Foundations for Change: A Framework for Transforming R&D Outcomes With AI

November 8, 2024

Contributed Commentary by Dr. Ben Sidders, Biorelate

November 8, 2024 | For AI and data-driven drug discovery to have a tangible impact on R&D success, a change in the culture is as important as any investment at a data, model, and validation level. Until quite recently, the perceived value of AI in drug discovery and development failed to match the hype. Now, however, a number of point solutions are having a positive impact within aspects of R&D, providing pointers about how to successfully embed AI at its core. In target discovery, for instance, knowledge graphs are now proving adept at integrating a vast number of data sources into a query-able structure, forming the basis for informed and relatively unbiased target prioritisation decisions.  

Challenges remain, however. Predicting synergistic drug combinations has been the topic of extensive research with only limited success and almost no translational relevance. Nor are we any nearer to being able to predict the effect of a drug on a given patient without first running a clinical trial. To achieve tangible transformation to R&D outcomes, a structured and integrated approach to AI’s role and reach is necessary, spanning Data, Model, Culture, and Validation considerations. 

Data Challenges 

Thus far, AI has found most success where the dataset is large, complete, and in many cases has been generated specifically to solve the problem at hand. The UNI foundation model for computational pathology, for instance, was trained on >100 million images from 20 tissue types. In contrast, one of the largest datasets available to train models for drug combination synergy prediction has 910 combinations of 118 drugs—many orders of magnitude smaller. This problem is further exacerbated when we look at data from clinical trial cohorts, which is often sparse and inconsistent in what is measured. For example, one trial might collect demographics and data for a specific blood-based biomarker; another might also collect genomic data.  

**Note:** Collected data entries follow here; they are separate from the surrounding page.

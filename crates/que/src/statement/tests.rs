//! Tests spanning all statement kinds.

use crate::field::Field;
use crate::filter::Filter;
use crate::param::Params;
use crate::statement::{Delete, Insert, Render, RenderOptions, Select, Statement, Update};
use crate::style::ParamStyle;
use crate::value::Value;
use crate::{delete, insert, select, update};
use std::collections::BTreeMap;

fn count_placeholders(sql: &str, style: ParamStyle) -> usize {
    match style {
        ParamStyle::Positional => sql.matches(':').count(),
        ParamStyle::Dollar => sql.matches('$').count(),
        ParamStyle::Qmark => sql.matches('?').count(),
        ParamStyle::Format => sql.matches("%s").count(),
        ParamStyle::Name => sql.matches(':').count(),
        ParamStyle::PyFormat => sql.matches("%(").count(),
    }
}

const ALL_STYLES: [ParamStyle; 6] = [
    ParamStyle::Positional,
    ParamStyle::Dollar,
    ParamStyle::Qmark,
    ParamStyle::Format,
    ParamStyle::Name,
    ParamStyle::PyFormat,
];

#[test]
fn test_select_by_id_positional() {
    let (sql, params) = select("foo")
        .filter(Filter::from(Field::new("id", 1)))
        .render(ParamStyle::Positional)
        .unwrap();
    assert_eq!(sql, "SELECT * FROM foo WHERE id = :1");
    assert_eq!(params, Params::Positional(vec![Value::Int(1)]));
}

#[test]
fn test_select_by_id_named() {
    let (sql, params) = select("foo")
        .filter(Filter::from(Field::new("id", 1)))
        .render(ParamStyle::Name)
        .unwrap();
    assert_eq!(sql, "SELECT * FROM foo WHERE id = :id");
    assert_eq!(
        params,
        Params::Named(BTreeMap::from([("id".to_string(), Value::Int(1))]))
    );
}

#[test]
fn test_select_field_list_rendering() {
    assert_eq!(select("foo").to_sql().unwrap(), "SELECT * FROM foo");
    assert_eq!(
        select("foo").field(Field::name_only("bar")).to_sql().unwrap(),
        "SELECT bar FROM foo"
    );
}

#[test]
fn test_update_numbering_spans_set_and_where() {
    let (sql, params) = update("foo")
        .field(Field::new("flavor", "grape"))
        .filter(Filter::eq("id", 7))
        .render(ParamStyle::Positional)
        .unwrap();
    assert_eq!(sql, "UPDATE foo SET flavor = :1 WHERE id = :2");
    assert_eq!(
        params,
        Params::Positional(vec![Value::from("grape"), Value::Int(7)])
    );
}

#[test]
fn test_insert_named_distinct_tokens() {
    let (sql, params) = insert("foo")
        .field(Field::new("bar", "blah"))
        .render(ParamStyle::Name)
        .unwrap();
    assert!(sql.contains(":colbar"));
    assert!(sql.contains(":valbar"));
    assert_eq!(params.get("valbar"), Some(&Value::from("blah")));
}

#[test]
fn test_placeholder_count_matches_params() {
    let filters = vec![
        Filter::eq("a", 1),
        Filter::gt("b", 2),
        Filter::like("c", "x%"),
    ];
    let fields = vec![Field::new("d", 4), Field::new("e", 5)];

    for style in ALL_STYLES {
        let (sql, params) = select("t")
            .filters(filters.clone())
            .render(style)
            .unwrap();
        assert_eq!(count_placeholders(&sql, style), filters.len(), "{style}");
        assert_eq!(params.len(), filters.len(), "{style}");

        let (sql, params) = delete("t")
            .filters(filters.clone())
            .render(style)
            .unwrap();
        assert_eq!(count_placeholders(&sql, style), filters.len(), "{style}");
        assert_eq!(params.len(), filters.len(), "{style}");

        let (sql, params) = update("t")
            .fields(fields.clone())
            .filters(filters.clone())
            .render(style)
            .unwrap();
        assert_eq!(
            count_placeholders(&sql, style),
            filters.len() + fields.len(),
            "{style}"
        );
        assert_eq!(params.len(), filters.len() + fields.len(), "{style}");
    }
}

#[test]
fn test_render_is_deterministic() {
    let stmt: Statement = update("accounts")
        .schema("bank")
        .set("balance", 10.5)
        .set("note", "x")
        .filter(Filter::eq("id", 3))
        .into();

    for style in ALL_STYLES {
        let first = stmt.render(style).unwrap();
        let second = stmt.render(style).unwrap();
        assert_eq!(first, second);
    }
}

#[test]
fn test_empty_table_rejected_everywhere() {
    let statements: Vec<Statement> = vec![
        Select::new("").into(),
        Insert::new("").set("a", 1).into(),
        Update::new(" ").set("a", 1).into(),
        Delete::new("").into(),
    ];
    for stmt in statements {
        let err = stmt.render(ParamStyle::Positional).unwrap_err();
        assert_eq!(err, crate::QueError::EmptyTable, "{}", stmt.kind());
    }
}

#[test]
fn test_statement_enum_dispatch() {
    let stmt = Statement::from(delete("users").filter(Filter::eq("id", 1)));
    assert_eq!(stmt.kind(), "DELETE");
    assert_eq!(stmt.to_sql().unwrap(), "DELETE FROM users WHERE id = :1");
}

#[test]
fn test_in_list_expands_in_clause_order() {
    let (sql, params) = select("users")
        .filter(Filter::eq("org", 4))
        .filter(Filter::in_list("role", ["admin", "owner"]))
        .filter(Filter::gt("age", 18))
        .render(ParamStyle::Dollar)
        .unwrap();
    assert_eq!(
        sql,
        "SELECT * FROM users WHERE org = $1 AND role IN ($2, $3) AND age > $4"
    );
    assert_eq!(
        params,
        Params::Positional(vec![
            Value::Int(4),
            Value::from("admin"),
            Value::from("owner"),
            Value::Int(18),
        ])
    );
}

#[test]
fn test_null_check_is_literal() {
    let (sql, params) = select("users")
        .filter(Filter::is_null("deleted_at"))
        .filter(Filter::eq("id", 2))
        .render(ParamStyle::Qmark)
        .unwrap();
    assert_eq!(sql, "SELECT * FROM users WHERE deleted_at IS NULL AND id = ?");
    assert_eq!(params, Params::Positional(vec![Value::Int(2)]));

    let sql = delete("users")
        .filter(Filter::is_not_null("banned_at"))
        .to_sql()
        .unwrap();
    assert_eq!(sql, "DELETE FROM users WHERE banned_at IS NOT NULL");
}

#[test]
fn test_update_set_and_filter_same_column_named() {
    for (style, expected) in [
        (ParamStyle::Name, "UPDATE bar.foo SET foo = :colfoo WHERE foo = :foo"),
        (ParamStyle::PyFormat, "UPDATE bar.foo SET foo = %(colfoo)s WHERE foo = %(foo)s"),
    ] {
        let (sql, params) = update("foo")
            .schema("bar")
            .field(Field::new("foo", "bar"))
            .filter(Filter::from(Field::new("foo", "bar")))
            .render(style)
            .unwrap();
        assert_eq!(sql, expected);
        assert_eq!(params.len(), 2);
    }
}

#[test]
fn test_offset_composes_statements() {
    let options = RenderOptions::new(ParamStyle::Dollar);
    let first = update("a").set("x", 1).filter(Filter::eq("id", 1)).render_with(&options).unwrap();
    let second = select("b")
        .filter(Filter::eq("y", 2))
        .render_with(&options.offset(first.params.len() + 1))
        .unwrap();
    assert_eq!(second.sql, "SELECT * FROM b WHERE y = $3");
}

#[test]
fn test_pyformat_select() {
    let (sql, _) = select("foo")
        .schema("bar")
        .column("foo")
        .filter(Filter::eq("foo", "bar"))
        .render(ParamStyle::PyFormat)
        .unwrap();
    assert_eq!(sql, "SELECT foo FROM bar.foo WHERE foo = %(foo)s");
}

Biomedical knowledge is often locked away in text; the scientific literature or patents, for example. Extracting knowledge from this unstructured data is key. Historically, this has been achieved with natural language processing, but the rise of large language models is advancing us toward a human level understanding of the text. To make use of the output however, it remains critical to map the model findings to well-curated ontologies. 

The underlying issue is that pharma’s data, particularly that from clinical trials, was not generated for AI. To exploit data in a meaningful way using AI, companies must develop a data strategy—and be willing to fund and generate data on clinical cohorts if possible—to build useful data of the required scale. 

AI Models 

While AI models excel at classification and predictive problems, if AI is to revolutionize drug discovery, it must incorporate causality. Predicting that a drug might work in a new indication is valuable, but it is not the same as explaining why the drug will work in that indication. To support internal and regulatory decision-making, it is essential to have explainable biology that supports a mechanistic understanding of the particular drug or biology. 

The integration of prior knowledge and data-driven insights offers a promising solution. AI combined with highly accurate causal relationships can distil both a broader array of targets with strong promise and a mechanistic understanding of their biological role in disease.  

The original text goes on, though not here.